The global supply of commodities such as aluminium, coal, copper and gold is outstripping demand, Citigroup says simply. That means prices for these metals may fall in 2013 by as much as 15 per cent. This has prompted Citi analysts to cut their share price targets for Alumina, BHP Billiton, Rio Tinto, Whitehaven Coal and Yancoal Australia.

Still, Citi reckons the iron price in 2013 will be at $US128 a tonne, up from a previous forecast of $US120.

But the forecast 2013 price for hard coking coal, used by steel mills, has been cut to $US171 a tonne from $US174. Thermal coal, used for electricity generation, has been slashed to $US89 a tonne from $US99.

The 2013 forecast price of copper per pound has been cut 6 per cent to $US3.41 and aluminium by 6 per cent to $US1975. Nickel this year will be $US18,035 a tonne, a 9 per cent decrease from a previous forecast. Zinc’s 2013 price will be $US1995 a tonne, a 3 per cent cut from previous forecasts.   

Gold and silver 2013 forecast prices have been cut by 7 per cent and 9 per cent respectively to $US1555 an ounce and $US28.10 an ounce.  

In its note, Citi analysts say BHP Billiton shares are “fairly valued”. The broker’s share price target for the stock is $35 from a previous target of $36. In contrast, Rio is a 'buy' because of increased cash flow and debt reduction next year.

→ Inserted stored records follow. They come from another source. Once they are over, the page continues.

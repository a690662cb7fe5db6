//! Access command implementation.

use colored::Colorize;
use serde_json::json;

use super::{parse_key, print_json, runtime, Context};
use crate::error::Result;
use crate::sync::{AccessDecision, AccessGate};

/// Check whether the configured user may open a trip.
///
/// # Errors
///
/// Returns an error if no identity is configured or the check fails.
pub fn execute(ctx: &Context, trip: &str, json: bool) -> Result<()> {
    let key = parse_key(trip)?;
    let identity = ctx.settings.identity()?;
    let gate = ctx
        .settings
        .redirect
        .as_deref()
        .map_or_else(AccessGate::default, AccessGate::new);

    let mut engine = ctx.engine()?;
    let rt = runtime()?;
    let decision = rt.block_on(async { gate.check(&mut engine, &identity, &key).await })?;

    match decision {
        AccessDecision::Allow { trip, fresh } => {
            if json {
                return print_json(&json!({
                    "allowed": true,
                    "trip": trip.key,
                    "user": identity.user_id,
                    "fresh": fresh,
                }));
            }
            println!(
                "{} {} may open {}",
                "Allowed:".green().bold(),
                identity.user_id,
                trip.fields.title
            );
            if !fresh {
                println!("  {}", "Based on cached sharing data.".yellow());
            }
        }
        AccessDecision::Deny { redirect, reason } => {
            if json {
                return print_json(&json!({
                    "allowed": false,
                    "user": identity.user_id,
                    "reason": reason,
                    "redirect": redirect,
                }));
            }
            println!("{} {reason}", "Denied:".red().bold());
            println!("  Redirect: {redirect}");
        }
    }
    Ok(())
}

Citi has set a share price target for the stock of $71.

“With Japanese moves to depreciate the yen to stimulate the economy combined with benign Chinese inflation and an improving US economy, we favour the risk-on trade of being long Rio over BHP,” says Citi.

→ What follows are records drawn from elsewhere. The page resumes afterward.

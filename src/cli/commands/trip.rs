//! Trip command implementations.

use colored::Colorize;
use serde::Serialize;

use super::{parse_key, print_json, runtime, Context};
use crate::cli::TripCommands;
use crate::error::{Error, Result};
use crate::model::{Record, Trip};
use crate::sync::{DeleteOutcome, RemoteDelete, TripContents};

#[derive(Serialize)]
struct ShowOutput<'a> {
    trip: &'a Record<Trip>,
    contents: &'a TripContents,
}

/// Execute trip commands.
///
/// # Errors
///
/// Returns an error if the cache cannot be opened, no identity is
/// configured where one is needed, or the operation fails.
pub fn execute(command: &TripCommands, ctx: &Context, json: bool) -> Result<()> {
    match command {
        TripCommands::List => list(ctx, json),
        TripCommands::Create { title, start, end } => {
            create(ctx, title, *start, *end, json)
        }
        TripCommands::Show { trip } => show(ctx, trip, json),
        TripCommands::Delete { trip } => delete(ctx, trip, json),
        TripCommands::Push { trip } => push(ctx, trip, json),
    }
}

fn list(ctx: &Context, json: bool) -> Result<()> {
    let identity = ctx.settings.identity()?;
    let mut engine = ctx.engine()?;
    let rt = runtime()?;
    let trips = rt.block_on(async { engine.trips().list_visible(&identity).await })?;

    if json {
        return print_json(&trips);
    }

    if trips.is_empty() {
        println!("No trips.");
        return Ok(());
    }

    println!("Trips visible to {} ({}):", identity.user_id.cyan(), trips.len());
    println!();
    for trip in &trips {
        println!("{}", trip_line(trip));
    }
    Ok(())
}

fn create(
    ctx: &Context,
    title: &str,
    start: Option<chrono::NaiveDate>,
    end: Option<chrono::NaiveDate>,
    json: bool,
) -> Result<()> {
    if title.trim().is_empty() {
        return Err(Error::InvalidArgument("trip title cannot be empty".into()));
    }
    if let (Some(start), Some(end)) = (start, end) {
        if end < start {
            return Err(Error::InvalidArgument(format!(
                "end date {end} is before start date {start}"
            )));
        }
    }

    let identity = ctx.settings.identity()?;
    let mut trip = Trip::new(title.trim(), identity.user_id);
    trip.start_date = start;
    trip.end_date = end;

    let mut engine = ctx.engine()?;
    let rt = runtime()?;
    let record = rt.block_on(async { engine.trips().create(trip).await })?;

    if json {
        return print_json(&record);
    }

    println!("Created trip: {} [{}]", record.fields.title, record.key);
    if !record.is_synced {
        println!(
            "  {}",
            "Saved locally; it will be pushed once the remote store is reachable.".dimmed()
        );
    }
    Ok(())
}

fn show(ctx: &Context, trip: &str, json: bool) -> Result<()> {
    let key = parse_key(trip)?;
    let mut engine = ctx.engine()?;
    let rt = runtime()?;
    let record = rt
        .block_on(async { engine.trips().get(&key).await })?
        .ok_or_else(|| Error::TripNotFound {
            key: key.to_string(),
        })?;
    let contents = engine.cached_contents(&record.key)?;

    if json {
        return print_json(&ShowOutput {
            trip: &record,
            contents: &contents,
        });
    }

    println!("{}", trip_line(&record));
    print_contents(&contents);
    Ok(())
}

fn delete(ctx: &Context, trip: &str, json: bool) -> Result<()> {
    let key = parse_key(trip)?;
    let mut engine = ctx.engine()?;
    let rt = runtime()?;
    let outcome: DeleteOutcome = rt.block_on(async { engine.trips().delete(&key).await })?;

    if json {
        return print_json(&outcome);
    }

    match outcome.remote {
        RemoteDelete::Deleted => println!("Deleted trip {key}"),
        RemoteDelete::NotApplicable => println!("Deleted local trip {key}"),
        RemoteDelete::Queued => {
            println!("Deleted trip {key} locally");
            println!(
                "  {}",
                "Remote delete queued; run `tripsync sync flush` to retry.".yellow()
            );
        }
    }
    if outcome.remote == RemoteDelete::Deleted && !outcome.local {
        println!("  {}", "The local copy could not be removed.".yellow());
    }
    Ok(())
}

fn push(ctx: &Context, trip: &str, json: bool) -> Result<()> {
    let key = parse_key(trip)?;
    let mut engine = ctx.engine()?;
    let rt = runtime()?;
    let record = rt.block_on(async { engine.trips().push(&key).await })?;

    if json {
        return print_json(&record);
    }

    if record.is_synced {
        println!("Pushed trip {} [{}]", record.fields.title, record.key);
    } else {
        println!(
            "Trip {} is still local: {}",
            record.key,
            "the remote store did not accept it yet".yellow()
        );
    }
    Ok(())
}

/// One-line trip summary with dates and sync marker.
pub(crate) fn trip_line(trip: &Record<Trip>) -> String {
    let dates = match (trip.fields.start_date, trip.fields.end_date) {
        (Some(start), Some(end)) => format!(" {start} → {end}"),
        (Some(start), None) => format!(" from {start}"),
        (None, Some(end)) => format!(" until {end}"),
        (None, None) => String::new(),
    };
    let shared = if trip.fields.shared_with.is_empty() {
        String::new()
    } else {
        format!(" shared with {}", trip.fields.shared_with.join(", "))
    };
    let marker = if trip.is_synced {
        "●".green()
    } else {
        "○".yellow()
    };
    format!(
        "{marker} {} [{}]{}{}",
        trip.fields.title.bold(),
        trip.key.to_string().dimmed(),
        dates,
        shared.dimmed()
    )
}

/// Print a trip's cached children grouped by kind.
pub(crate) fn print_contents(contents: &TripContents) {
    if !contents.places.is_empty() {
        println!();
        println!("{}", "Places:".blue().bold());
        for place in &contents.places {
            let address = place.fields.address.as_deref().unwrap_or_default();
            println!("  {} {}", place.fields.name, address.dimmed());
        }
    }

    if !contents.itinerary.is_empty() {
        println!();
        println!("{}", "Itinerary:".blue().bold());
        for item in &contents.itinerary {
            let time = item.fields.time.as_deref().unwrap_or("--:--");
            println!(
                "  Day {} {} {}",
                item.fields.day_index + 1,
                time.dimmed(),
                item.fields.title
            );
        }
    }

    if !contents.packing.is_empty() {
        println!();
        println!("{}", "Packing:".blue().bold());
        for item in &contents.packing {
            let check = if item.fields.completed { "[x]" } else { "[ ]" };
            println!("  {check} {}", item.fields.title);
        }
    }

    if !contents.travelers.is_empty() {
        println!();
        println!("{}", "Travelers:".blue().bold());
        for traveler in &contents.travelers {
            println!("  {}", traveler.fields.name);
        }
    }

    if !contents.expenses.is_empty() {
        println!();
        println!("{}", "Expenses:".blue().bold());
        let total: f64 = contents.expenses.iter().map(|e| e.fields.amount).sum();
        for expense in &contents.expenses {
            println!("  {:>10.2} {}", expense.fields.amount, expense.fields.title);
        }
        println!("  {:>10.2} {}", total, "total".bold());
    }
}

#[cfg(test)]
mod tests {
    use super::*;
    use crate::model::Key;

    #[test]
    fn test_trip_line_shows_dates_and_key() {
        colored::control::set_override(false);
        let mut trip = Trip::new("Lisbon", "alice");
        trip.start_date = chrono::NaiveDate::from_ymd_opt(2026, 5, 1);
        trip.shared_with = vec!["bob".into()];
        let record = Record {
            key: Key::Local(4),
            local_id: Some(4),
            is_synced: false,
            fields: trip,
        };
        let line = trip_line(&record);
        assert!(line.contains("Lisbon [local:4] from 2026-05-01"));
        assert!(line.contains("shared with bob"));
    }
}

Citi expects Yancoal’s share price to fall to 80 cents against its previous target of $1. Whitehaven shares are a 'buy' with a share price target of $2.30. Alumina is a 'sell' with a share price target of 80 cents, down from a previous forecast of 90 cents.

Mining companies are trying to cut their capital expenditure and increase their free cash generation. But companies such as BHP Billiton are “super tankers", says Citi, and such programs take a while to show results.